The herky-jerky, somewhat unorthodox pitching deliveries of MLB pitching phenoms Tim Lincecum and Stephen Strasburg have led many baseball experts to speculate that undue pressure on their elbows and shoulders could result from the way they pitch. But, for the first time, a study has been conducted to analyze whether the amount of stress placed on the elbow and shoulder is contingent upon the position of the elbow.
Dr. Carl Nissen and a team of researchers from the Connecticut Children's Medical Center determined that both the specific horizontal and vertical position of the elbow, relative to the shoulder, has little impact on stress on the arm. Nissen presented his findings at the annual meeting of the American Academy of Orthopaedic Surgeons.

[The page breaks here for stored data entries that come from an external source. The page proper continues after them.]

//! Application configuration loaded from CLI, environment, and files.
//!
//! This module provides a unified configuration struct that merges values
//! from command-line arguments, environment variables, and configuration
//! files using ortho-config's layered approach.
//!
//! # Precedence
//!
//! Configuration values are loaded with the following precedence (lowest to
//! highest):
//!
//! 1. **Defaults** – Built-in application defaults
//! 2. **Configuration file** – `.upvotes.toml` in current directory, home
//!    directory, or XDG config directory
//! 3. **Environment variables** – `UPVOTES_ORGANIZATION`, `UPVOTES_TOKEN`,
//!    and so on, plus `GITHUB_TOKEN` and `GITHUB_OUTPUT` as fallbacks
//! 4. **Command-line arguments** – `--organization`/`-o`, `--token`/`-t`, ...
//!
//! # Configuration File
//!
//! ```toml
//! organization = "octo-org"
//! project_number = 7
//! field_name = "Upvotes"
//! page_size = 20
//! concurrency = true
//! ```

use std::env;
use std::path::PathBuf;
use std::time::Duration;

use ortho_config::OrthoConfig;
use serde::{Deserialize, Serialize};

use crate::github::cursor::OuterCursor;
use crate::github::error::UpvoteError;
use crate::github::locator::{
    DEFAULT_API_BASE, FieldId, OrganizationLogin, PersonalAccessToken, ProjectId, ProjectLocator,
    ProjectNumber,
};
use crate::github::rate_limit::DEFAULT_RESERVE_FLOOR;
use crate::upvotes::{DEFAULT_MUTATION_DELAY_MS, DEFAULT_PAGE_SIZE, RunSettings};

/// Name of the number field written when none is configured.
pub const DEFAULT_FIELD_NAME: &str = "Upvotes";

/// Largest page the GraphQL API accepts.
pub const MAX_PAGE_SIZE: u8 = 100;

/// Configuration for an upvote run.
///
/// # Example
///
/// ```no_run
/// use github_upvotes::UpvotesConfig;
/// use ortho_config::OrthoConfig;
///
/// let config = UpvotesConfig::load().expect("failed to load configuration");
/// config.validate().expect("configuration should be complete");
/// let locator = config.locator().expect("locator should build");
/// ```
#[derive(Debug, Clone, Deserialize, Serialize, OrthoConfig)]
#[serde(default)]
#[ortho_config(
    prefix = "UPVOTES",
    discovery(
        dotfile_name = ".upvotes.toml",
        config_file_name = "upvotes.toml",
        app_name = "upvotes"
    )
)]
pub struct UpvotesConfig {
    /// Login of the organisation owning the project.
    ///
    /// Can be provided via:
    /// - CLI: `--organization <LOGIN>` or `-o <LOGIN>`
    /// - Environment: `UPVOTES_ORGANIZATION`
    /// - Config file: `organization = "..."`
    #[ortho_config(cli_short = 'o')]
    pub organization: Option<String>,

    /// Project number within the organisation, as shown in its URL.
    #[ortho_config(cli_short = 'p')]
    pub project_number: Option<u32>,

    /// Project node id; looked up from the number when absent.
    #[ortho_config()]
    pub project_id: Option<String>,

    /// Name of the number field that stores scores.
    #[ortho_config(cli_short = 'f')]
    pub field_name: String,

    /// Field node id; looked up from `field_name` when absent.
    #[ortho_config()]
    pub field_id: Option<String>,

    /// Personal access token for GitHub API authentication.
    ///
    /// Can be provided via:
    /// - CLI: `--token <TOKEN>` or `-t <TOKEN>`
    /// - Environment: `UPVOTES_TOKEN` or `GITHUB_TOKEN`
    /// - Config file: `token = "..."`
    #[ortho_config(cli_short = 't')]
    pub token: Option<String>,

    /// Cursor persisted by a previous run; empty starts from the beginning.
    #[ortho_config(cli_short = 'c')]
    pub cursor: Option<String>,

    /// Writes scores back. Without it the run only logs them.
    ///
    /// Note: `UPVOTES_WRITE` is not supported because `ortho_config` does
    /// not load boolean values from the environment.
    #[ortho_config(cli_short = 'w')]
    pub write: bool,

    /// Enables debug logging and JSON run telemetry on stderr.
    #[ortho_config(cli_short = 'v')]
    pub verbose: bool,

    /// Scores the items of a page concurrently.
    #[ortho_config()]
    pub concurrency: bool,

    /// Project items fetched per page, 1 to 100.
    #[ortho_config()]
    pub page_size: u8,

    /// Rate limit points kept in reserve.
    #[ortho_config()]
    pub reserve_floor: u64,

    /// Pause after each mutation, in milliseconds.
    #[ortho_config()]
    pub mutation_delay_ms: u64,

    /// File receiving `cursor=<value>`; defaults to `GITHUB_OUTPUT`.
    #[ortho_config()]
    pub output_file: Option<String>,

    /// GitHub API base URL, for GitHub Enterprise Server.
    #[ortho_config()]
    pub api_base: String,
}

impl Default for UpvotesConfig {
    fn default() -> Self {
        Self {
            organization: None,
            project_number: None,
            project_id: None,
            field_name: DEFAULT_FIELD_NAME.to_owned(),
            field_id: None,
            token: None,
            cursor: None,
            write: false,
            verbose: false,
            concurrency: false,
            page_size: DEFAULT_PAGE_SIZE,
            reserve_floor: DEFAULT_RESERVE_FLOOR,
            mutation_delay_ms: DEFAULT_MUTATION_DELAY_MS,
            output_file: None,
            api_base: DEFAULT_API_BASE.to_owned(),
        }
    }
}

fn non_blank(value: Option<&str>) -> Option<&str> {
    value.map(str::trim).filter(|trimmed| !trimmed.is_empty())
}

impl UpvotesConfig {
    /// Resolves the token from configuration or the `GITHUB_TOKEN`
    /// environment variable.
    ///
    /// # Errors
    ///
    /// Returns [`UpvoteError::MissingToken`] when no token source provides a
    /// value.
    pub fn resolve_token(&self) -> Result<PersonalAccessToken, UpvoteError> {
        let token = self
            .token
            .clone()
            .or_else(|| env::var("GITHUB_TOKEN").ok())
            .ok_or(UpvoteError::MissingToken)?;
        PersonalAccessToken::new(token)
    }

    /// Returns the organisation login or an error if missing.
    ///
    /// # Errors
    ///
    /// Returns [`UpvoteError::Configuration`] when no organisation is set.
    pub fn require_organization(&self) -> Result<OrganizationLogin, UpvoteError> {
        let login = self
            .organization
            .as_deref()
            .ok_or_else(|| UpvoteError::Configuration {
                message: "organization is required (use --organization or -o)".to_owned(),
            })?;
        OrganizationLogin::new(login)
    }

    /// Returns the project number or an error if missing.
    ///
    /// # Errors
    ///
    /// Returns [`UpvoteError::Configuration`] when the number is absent or
    /// zero.
    pub fn require_project_number(&self) -> Result<ProjectNumber, UpvoteError> {
        let number = self
            .project_number
            .ok_or_else(|| UpvoteError::Configuration {
                message: "project number is required (use --project-number or -p)".to_owned(),
            })?;
        ProjectNumber::new(number)
    }

    /// Checks that the configuration describes a runnable job.
    ///
    /// # Errors
    ///
    /// Returns [`UpvoteError::Configuration`] naming the first problem found.
    pub fn validate(&self) -> Result<(), UpvoteError> {
        self.require_organization()?;
        self.require_project_number()?;

        if !(1..=MAX_PAGE_SIZE).contains(&self.page_size) {
            return Err(UpvoteError::Configuration {
                message: format!(
                    "page size must be between 1 and {MAX_PAGE_SIZE}, got {}",
                    self.page_size
                ),
            });
        }
        if self.field_name.trim().is_empty() {
            return Err(UpvoteError::Configuration {
                message: "field name must not be blank".to_owned(),
            });
        }
        if self.api_base.trim().is_empty() {
            return Err(UpvoteError::Configuration {
                message: "API base URL must not be blank".to_owned(),
            });
        }
        Ok(())
    }

    /// Builds the project locator from the organisation, number, and API base.
    ///
    /// # Errors
    ///
    /// Returns [`UpvoteError::Configuration`] for missing parts and
    /// [`UpvoteError::InvalidUrl`] for an unparseable API base.
    pub fn locator(&self) -> Result<ProjectLocator, UpvoteError> {
        ProjectLocator::new(
            self.api_base.trim(),
            self.require_organization()?,
            self.require_project_number()?,
        )
    }

    /// Configured project id, if any.
    #[must_use]
    pub fn project_id(&self) -> Option<ProjectId> {
        non_blank(self.project_id.as_deref()).map(ProjectId::new)
    }

    /// Configured field id, if any.
    #[must_use]
    pub fn field_id(&self) -> Option<FieldId> {
        non_blank(self.field_id.as_deref()).map(FieldId::new)
    }

    /// Trimmed name of the upvote field.
    #[must_use]
    pub fn field_name(&self) -> &str {
        self.field_name.trim()
    }

    /// Pause applied after each mutation.
    #[must_use]
    pub const fn mutation_delay(&self) -> Duration {
        Duration::from_millis(self.mutation_delay_ms)
    }

    /// Cursor output destination: `output_file`, else `GITHUB_OUTPUT`.
    #[must_use]
    pub fn output_path(&self) -> Option<PathBuf> {
        non_blank(self.output_file.as_deref())
            .map(PathBuf::from)
            .or_else(|| {
                env::var("GITHUB_OUTPUT")
                    .ok()
                    .filter(|path| !path.trim().is_empty())
                    .map(PathBuf::from)
            })
    }

    /// Settings handed to the walker.
    #[must_use]
    pub fn run_settings(&self) -> RunSettings {
        RunSettings {
            page_size: self.page_size,
            concurrency: self.concurrency,
            start: OuterCursor::resume_from(self.cursor.as_deref()),
        }
    }
}

#[cfg(test)]
mod tests;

"One of the biggest problems we see is that [children] do try to emulate what the big guys will do on TV," Medpage Today reported Nissen to have said during the conference. "They can't do it – they don't have the core strength, they don't have the leg strength. They try to go through a windup and go to a one-legged pedestal and they lose their balance."
There is no baseball equipment that can be used to prevent arm injuries to pitchers. While the right baseball gloves can ensure smooth fielding and the proper youth baseball bats can help ensure success in the batter's box, proper mechanics and training are the best strategies for staying healthy on the pitching mound.
Coaches can encourage their youth athletes to build strength and grow into their frames before they try to replicate pitching motions they see on television. Parents should actively try to dissuade young players from copying the mechanics of MLB players because they could suffer serious injuries if they place too much stress on parts of the body that cannot handle certain repeated actions.